Supplied records –
//! Log-utility model for the two-party allocation game.
//!
//! A pool of `pool` resource units is steered by whichever party ends up in
//! control: with probability `m` (team aligned's bargaining weight) the
//! aligned profile coordinate governs the whole pool, otherwise the
//! unaligned coordinate does. Aligned consumes good X, unaligned consumes
//! good Y, and each party's utility is its expected base-10 log payoff,
//! floored at zero: an allocation below one unit is worthless, not
//! negatively valued.
//!
//! With the default pool of 1e22 units, `clamped_log10(pool * x)` equals
//! `22 + log10(x)` for any fraction `x > 1e-22`, so utilities range over
//! `[0, 22]`.

use crate::types::ActionProfile;

/// log10 floored at zero: 0 for `x < 1`, `log10(x)` otherwise.
///
/// The floor introduces a kink (a jump in slope) that the bounded optimizer
/// must tolerate. It is a utility-model choice, not input sanitation:
/// weights and probabilities are validated at the solver and evaluator
/// entry points, never silently absorbed here.
#[inline(always)]
pub fn clamped_log10(x: f64) -> f64 {
    if x < 1.0 {
        0.0
    } else {
        x.log10()
    }
}

/// Team aligned's expected log payoff in units of good X.
///
/// `m * clamped_log10(pool * q.aligned) + (1-m) * clamped_log10(pool * q.unaligned)`
#[inline(always)]
pub fn utility_aligned(m: f64, q: ActionProfile, pool: f64) -> f64 {
    m * clamped_log10(pool * q.aligned) + (1.0 - m) * clamped_log10(pool * q.unaligned)
}

/// Team unaligned's expected log payoff in units of good Y: the mirror of
/// [`utility_aligned`] on the complementary allocations.
#[inline(always)]
pub fn utility_unaligned(m: f64, q: ActionProfile, pool: f64) -> f64 {
    utility_aligned(m, q.complement(), pool)
}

Exercise instructions – Where a line in the records above includes the string "good", show it.

Your solution –
//! unaligned coordinate does. Aligned consumes good X, unaligned consumes
//! good Y, and each party's utility is its expected base-10 log payoff,
/// Team aligned's expected log payoff in units of good X.
/// Team unaligned's expected log payoff in units of good Y: the mirror of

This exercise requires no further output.